The national security law has made it a joke to describe Hong Kong as a free society. No free society would criminalize protest songs, waving protest posters, or just holding up blank sheets of paper as a protest. Yet police cited the security law to arrest and warn Hongkongers for doing that.

Meanwhile, Beijing has hit back at Britain's offer to give British National (Overseas) passport holders a path to permanent residency, by warning it may no longer recognize the BNO as a travel document.

Technically, airlines can be sued if they refuse boarding for BNO holders flying to destinations that recognize the passport. Airlines may also be sued if they deny boarding for BNO holders with Hong Kong permanent identity cards returning to the city.

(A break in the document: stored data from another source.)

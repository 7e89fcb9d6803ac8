//! # sori - character-dialogue tone shaping for GPT-SoVITS
//!
//! `sori` renders dialogue scripts into per-line audio files. Each speaker
//! has a tone profile (pitch, speed, volume), optionally refined by emotion
//! labels, and the profile is applied to a shared reference clip with a
//! deterministic resampling transform. A configured GPT-SoVITS HTTP server
//! can take over actual speech synthesis, with the shaped clip acting as
//! the per-line voice reference.
//!
//! ## Quick start
//!
//! ```no_run
//! use sori::profile::ProfileBook;
//! use sori::render::{render_script, RenderOptions};
//! use sori::script::Script;
//!
//! let script = Script::from_yaml(
//!     "- speaker: hyunjung\n  text: annyeong\n  emotion: excited\n",
//! ).unwrap();
//! let options = RenderOptions::local("reference.wav", "out");
//! let report = render_script(&script, &ProfileBook::default(), &options).unwrap();
//! println!("{} ok, {} failed", report.succeeded(), report.failed());
//! ```
//!
//! ## Tone shaping
//!
//! The transform is intentionally simple: naive linear-interpolation
//! resampling for speed and (simulated) pitch, a volume multiply, and a
//! final clip to `[-1, 1]`. The pitch step changes duration along with
//! pitch; see [`audio::transform::ToneShaper::shape`]. Identical inputs
//! always produce bit-identical output.
//!
//! ## Model assets
//!
//! The pretrained weights the external server needs can be fetched with
//! [`download::fetch_asset`], which falls back across alternate hub
//! repositories when the primary one is missing a file.

pub mod audio;
pub mod config;
pub mod download;
pub mod error;
pub mod gateway;
pub mod profile;
pub mod render;
pub mod script;

pub use audio::AudioBuffer;
pub use config::{load_config, AppConfig};
pub use error::{Result, TtsError};
pub use profile::{ProfileBook, ToneProfile};
pub use render::{render_script, RenderOptions, RenderReport};
pub use script::{DialogueLine, Script};
//! Script rendering: one output file per dialogue line, best effort.
//!
//! The reference clip is loaded before anything is written; a load failure
//! aborts the whole run and leaves no output directory behind. After that
//! point, per-line failures are recorded in the report and the remaining
//! lines still render. Lines go strictly in index order; there is no
//! shared mutable state between them beyond the read-only reference buffer.

use crate::audio::io::WavIo;
use crate::audio::transform::ToneShaper;
use crate::audio::AudioBuffer;
use crate::error::Result;
use crate::gateway::GatewayClient;
use crate::profile::ProfileBook;
use crate::script::{DialogueLine, Script};
use std::path::{Path, PathBuf};
use std::sync::atomic::{AtomicBool, Ordering};
use std::sync::Arc;
use std::time::Duration;

/// How a single line fared.
#[derive(Debug)]
pub struct LineOutcome {
    /// Script index of the line.
    pub index: u32,
    /// Speaker of the line.
    pub speaker: String,
    /// Emotion label of the line.
    pub emotion: String,
    /// Output file on success, error text on failure.
    pub result: std::result::Result<PathBuf, String>,
}

/// Aggregate result of a render run.
#[derive(Debug, Default)]
pub struct RenderReport {
    /// One outcome per attempted line, in script order.
    pub outcomes: Vec<LineOutcome>,
}

impl RenderReport {
    /// Number of lines that produced an output file.
    pub fn succeeded(&self) -> usize {
        self.outcomes.iter().filter(|o| o.result.is_ok()).count()
    }

    /// Number of lines that failed.
    pub fn failed(&self) -> usize {
        self.outcomes.iter().filter(|o| o.result.is_err()).count()
    }
}

/// When set, rendered lines go through the external TTS gateway instead of
/// being written directly from the shaped reference.
pub struct GatewayMode {
    /// Client used for synthesis calls.
    pub client: GatewayClient,
    /// Endpoint to POST to (usually from [`GatewayClient::probe`]).
    pub endpoint: String,
    /// Pause inserted between consecutive requests.
    pub request_pause: Duration,
}

/// Inputs for one render run.
pub struct RenderOptions {
    /// Where to read the reference clip from.
    pub reference_path: PathBuf,
    /// Leading-window bound on the reference clip, in seconds.
    pub max_duration_seconds: Option<f64>,
    /// Directory receiving the per-line output files.
    pub output_dir: PathBuf,
    /// Optional gateway routing.
    pub gateway: Option<GatewayMode>,
    /// Checked between lines; set by the Ctrl-C handler.
    pub interrupted: Arc<AtomicBool>,
}

impl RenderOptions {
    /// Plain local rendering into `output_dir`.
    pub fn local(reference_path: impl Into<PathBuf>, output_dir: impl Into<PathBuf>) -> Self {
        Self {
            reference_path: reference_path.into(),
            max_duration_seconds: Some(3.0),
            output_dir: output_dir.into(),
            gateway: None,
            interrupted: Arc::new(AtomicBool::new(false)),
        }
    }
}

/// Output file name for a line: `NN_speaker_emotion.wav`.
fn output_name(line: &DialogueLine) -> String {
    format!("{:02}_{}_{}.wav", line.index, line.speaker, line.emotion)
}

/// Render every line of `script`, returning the per-line report.
///
/// Fatal errors (reference load failure, before any output exists) return
/// `Err`; everything after that is per-line and lands in the report.
pub fn render_script(
    script: &Script,
    profiles: &ProfileBook,
    options: &RenderOptions,
) -> Result<RenderReport> {
    // Load the reference before touching the output directory, so a decode
    // failure leaves no partial run behind.
    let reference = WavIo::read_mono(&options.reference_path, options.max_duration_seconds)?;
    log::info!(
        "loaded reference clip: {} samples at {} Hz ({:.2}s)",
        reference.len(),
        reference.sample_rate,
        reference.duration_seconds()
    );

    std::fs::create_dir_all(&options.output_dir)?;

    let mut report = RenderReport::default();
    for (position, line) in script.lines().iter().enumerate() {
        if options.interrupted.load(Ordering::SeqCst) {
            log::warn!("interrupted after {} of {} lines", position, script.len());
            break;
        }
        let result = render_line(line, &reference, profiles, options)
            .map_err(|e| e.to_string());
        match &result {
            Ok(path) => log::info!("line {:02} {} -> {}", line.index, line.speaker, path.display()),
            Err(e) => log::warn!("line {:02} {} failed: {e}", line.index, line.speaker),
        }
        report.outcomes.push(LineOutcome {
            index: line.index,
            speaker: line.speaker.clone(),
            emotion: line.emotion.clone(),
            result,
        });
        if let Some(gateway) = &options.gateway {
            if position + 1 < script.len() && !gateway.request_pause.is_zero() {
                std::thread::sleep(gateway.request_pause);
            }
        }
    }
    Ok(report)
}

fn render_line(
    line: &DialogueLine,
    reference: &AudioBuffer,
    profiles: &ProfileBook,
    options: &RenderOptions,
) -> Result<PathBuf> {
    let profile = profiles.resolve(&line.speaker, &line.emotion)?;
    let shaped = ToneShaper::shape(reference, &profile)?;
    let output = options.output_dir.join(output_name(line));

    match &options.gateway {
        None => {
            WavIo::write_mono(&output, &shaped)?;
        }
        Some(gateway) => {
            // The shaped clip becomes the per-line voice reference for the
            // external synthesis call.
            let shaped_ref = shaped_reference_path(&options.output_dir, line);
            WavIo::write_mono(&shaped_ref, &shaped)?;
            let result = gateway.client.synthesize(&gateway.endpoint, &line.text, &shaped_ref);
            let _ = std::fs::remove_file(&shaped_ref);
            std::fs::write(&output, result?)?;
        }
    }
    Ok(output)
}

fn shaped_reference_path(output_dir: &Path, line: &DialogueLine) -> PathBuf {
    output_dir.join(format!(".ref_{:02}_{}.wav", line.index, line.speaker))
}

The larger issue is not lawsuits but how Hong Kong can remain a financial center if it restricts freedom of travel for even its own citizens. A mainland law expert went as far as to say Beijing could terminate the permanent residency and Chinese nationality of Hongkongers with British citizenship.

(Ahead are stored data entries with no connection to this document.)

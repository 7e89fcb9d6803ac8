use sori::audio::io::WavIo;
use sori::audio::transform::ToneShaper;
use sori::audio::AudioBuffer;
use sori::profile::{ProfileBook, ToneProfile};
use sori::render::{render_script, RenderOptions};
use sori::script::{DialogueLine, Script};
use std::collections::BTreeMap;
use std::process::Command;

fn line(index: u32, speaker: &str, text: &str) -> DialogueLine {
    DialogueLine {
        index,
        speaker: speaker.to_string(),
        text: text.to_string(),
        emotion: "neutral".to_string(),
    }
}

/// A 3-second reference tone at 16 kHz whose samples stay well inside the
/// clip bound.
fn reference_buffer() -> AudioBuffer {
    let samples = (0..48000)
        .map(|i| 0.5 * (i as f32 * 0.01).sin())
        .collect();
    AudioBuffer::new(samples, 16000)
}

#[test]
fn two_line_script_renders_expected_files() {
    let dir = tempfile::tempdir().expect("tempdir");
    let reference_path = dir.path().join("reference.wav");
    WavIo::write_mono(&reference_path, &reference_buffer()).expect("write reference");

    let mut speakers = BTreeMap::new();
    speakers.insert("A".to_string(), ToneProfile::new(1.0, 1.0, 1.0));
    speakers.insert("B".to_string(), ToneProfile::new(0.9, 1.1, 0.8));
    let book = ProfileBook::new(speakers, Vec::new());

    let script =
        Script::from_lines(vec![line(1, "A", "hi"), line(2, "B", "bye")]).expect("script");
    let out_dir = dir.path().join("out");
    let mut options = RenderOptions::local(&reference_path, &out_dir);
    options.max_duration_seconds = None;

    let report = render_script(&script, &book, &options).expect("render");
    assert_eq!(report.succeeded(), 2);
    assert_eq!(report.failed(), 0);

    // Identity profile: same length, same rate.
    let a = WavIo::read_mono(out_dir.join("01_A_neutral.wav"), None).expect("read A");
    assert_eq!(a.sample_rate, 16000);
    assert_eq!(a.len(), 48000);

    // B: speed 1.1 then pitch 0.9, volume 0.8.
    let b = WavIo::read_mono(out_dir.join("02_B_neutral.wav"), None).expect("read B");
    let after_speed = (48000_f64 / 1.1).floor() as usize;
    let after_pitch = (after_speed as f64 * 0.9).floor() as usize;
    assert_eq!(b.len(), after_pitch);
    // Input peaks at 0.5, so scaled peaks stay at or below 0.4 (plus 16-bit
    // quantization slack).
    assert!(b.samples.iter().all(|v| v.abs() <= 0.401));
}

#[test]
fn identity_transform_is_bitwise_before_file_io() {
    let reference = reference_buffer();
    let shaped = ToneShaper::shape(&reference, &ToneProfile::new(1.0, 1.0, 1.0)).expect("shape");
    assert_eq!(shaped, reference);
}

#[test]
fn cli_renders_a_script_with_builtin_cast() {
    let dir = tempfile::tempdir().expect("tempdir");
    let reference_path = dir.path().join("reference.wav");
    WavIo::write_mono(&reference_path, &reference_buffer()).expect("write reference");

    let script_path = dir.path().join("script.yaml");
    std::fs::write(
        &script_path,
        "- speaker: hyunjung\n  text: first\n  emotion: excited\n- speaker: chiho\n  text: second\n  emotion: polite\n",
    )
    .expect("write script");
    let out_dir = dir.path().join("out");

    let output = Command::new(env!("CARGO_BIN_EXE_sori"))
        .args([
            "render",
            "--script",
            script_path.to_str().unwrap(),
            "--reference",
            reference_path.to_str().unwrap(),
            "--output-dir",
            out_dir.to_str().unwrap(),
        ])
        .output()
        .expect("run sori render");

    assert!(
        output.status.success(),
        "stderr: {}",
        String::from_utf8_lossy(&output.stderr)
    );
    assert!(out_dir.join("01_hyunjung_excited.wav").exists());
    assert!(out_dir.join("02_chiho_polite.wav").exists());
    let stdout = String::from_utf8_lossy(&output.stdout);
    assert!(stdout.contains("2 of 2 lines rendered"), "stdout: {stdout}");
}

#[test]
fn cli_rejects_duplicate_indices_before_rendering() {
    let dir = tempfile::tempdir().expect("tempdir");
    let reference_path = dir.path().join("reference.wav");
    WavIo::write_mono(&reference_path, &reference_buffer()).expect("write reference");

    let script_path = dir.path().join("script.yaml");
    std::fs::write(
        &script_path,
        "- {speaker: chiho, text: a, index: 2}\n- {speaker: chiho, text: b, index: 2}\n",
    )
    .expect("write script");
    let out_dir = dir.path().join("out");

    let output = Command::new(env!("CARGO_BIN_EXE_sori"))
        .args([
            "render",
            "--script",
            script_path.to_str().unwrap(),
            "--reference",
            reference_path.to_str().unwrap(),
            "--output-dir",
            out_dir.to_str().unwrap(),
        ])
        .output()
        .expect("run sori render");

    assert!(!output.status.success());
    assert!(!out_dir.exists());
}

#[test]
fn cli_lists_builtin_speakers() {
    let output = Command::new(env!("CARGO_BIN_EXE_sori"))
        .arg("speakers")
        .output()
        .expect("run sori speakers");
    assert!(output.status.success());
    let stdout = String::from_utf8_lossy(&output.stdout);
    for name in ["chiho", "hwanseok", "hyunjung"] {
        assert!(stdout.contains(name), "missing {name}: {stdout}");
    }
}

#[test]
fn cli_lists_pretrained_models() {
    let output = Command::new(env!("CARGO_BIN_EXE_sori"))
        .arg("models")
        .output()
        .expect("run sori models");
    assert!(output.status.success());
    let stdout = String::from_utf8_lossy(&output.stdout);
    assert!(stdout.contains("s2G488k.pth"));
    assert!(stdout.contains("s1v3.ckpt"));
}
use calorie_tracker::{router, AppConfig, AppState, JsonFileStorage, Session};
use std::net::SocketAddr;
use tokio::fs;
use tracing::info;
use tracing_subscriber::{fmt, EnvFilter};

#[tokio::main]
async fn main() -> Result<(), Box<dyn std::error::Error>> {
    fmt()
        .with_env_filter(EnvFilter::from_default_env().add_directive("info".parse()?))
        .init();

    let config = AppConfig::from_env();
    if let Some(parent) = config.data_path.parent() {
        fs::create_dir_all(parent).await?;
    }

    info!(path = %config.data_path.display(), "using data file");
    let data_path = config.data_path.clone();
    let tracker_config = config.tracker;
    let session = tokio::task::spawn_blocking(move || {
        Session::load(JsonFileStorage::open(data_path), tracker_config)
    })
    .await??;
    let app = router(AppState::new(session));

    let addr = SocketAddr::from(([0, 0, 0, 0], config.port));
    info!("listening on http://{addr}");
    let listener = tokio::net::TcpListener::bind(addr).await?;
    axum::serve(listener, app)
        .with_graceful_shutdown(shutdown_signal())
        .await?;

    Ok(())
}

async fn shutdown_signal() {
    if tokio::signal::ctrl_c().await.is_ok() {
        info!("shutting down");
    }
}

If I were Carrie Lam, I would worry. Her husband and two sons have British citizenship. So do the families of many Hong Kong government officials and loyalists. They demand Hong Kong people to be loyal to the Communist Party of China yet their families hold foreign passports. I won't bother to explain what hypocrisy means.

Who would have guessed that today's Hong Kong is more dystopian in some ways than what was feared in the movie Ten Years. We now have an office for safeguarding national security under the new security law staffed by mainland secret police. While they will have to observe local laws, they will not be under Hong Kong jurisdiction while carrying out their duties.

Lam can handpick a pool of judges to handle national security law cases. And Beijing has the right to decide if suspects should be extradited to face the mainland's opaque justice system. The movie Ten Years about a dystopian Hong Kong is already outdated even though it is now only 2020. Let's not even think about what Hong Kong would be like in 2025.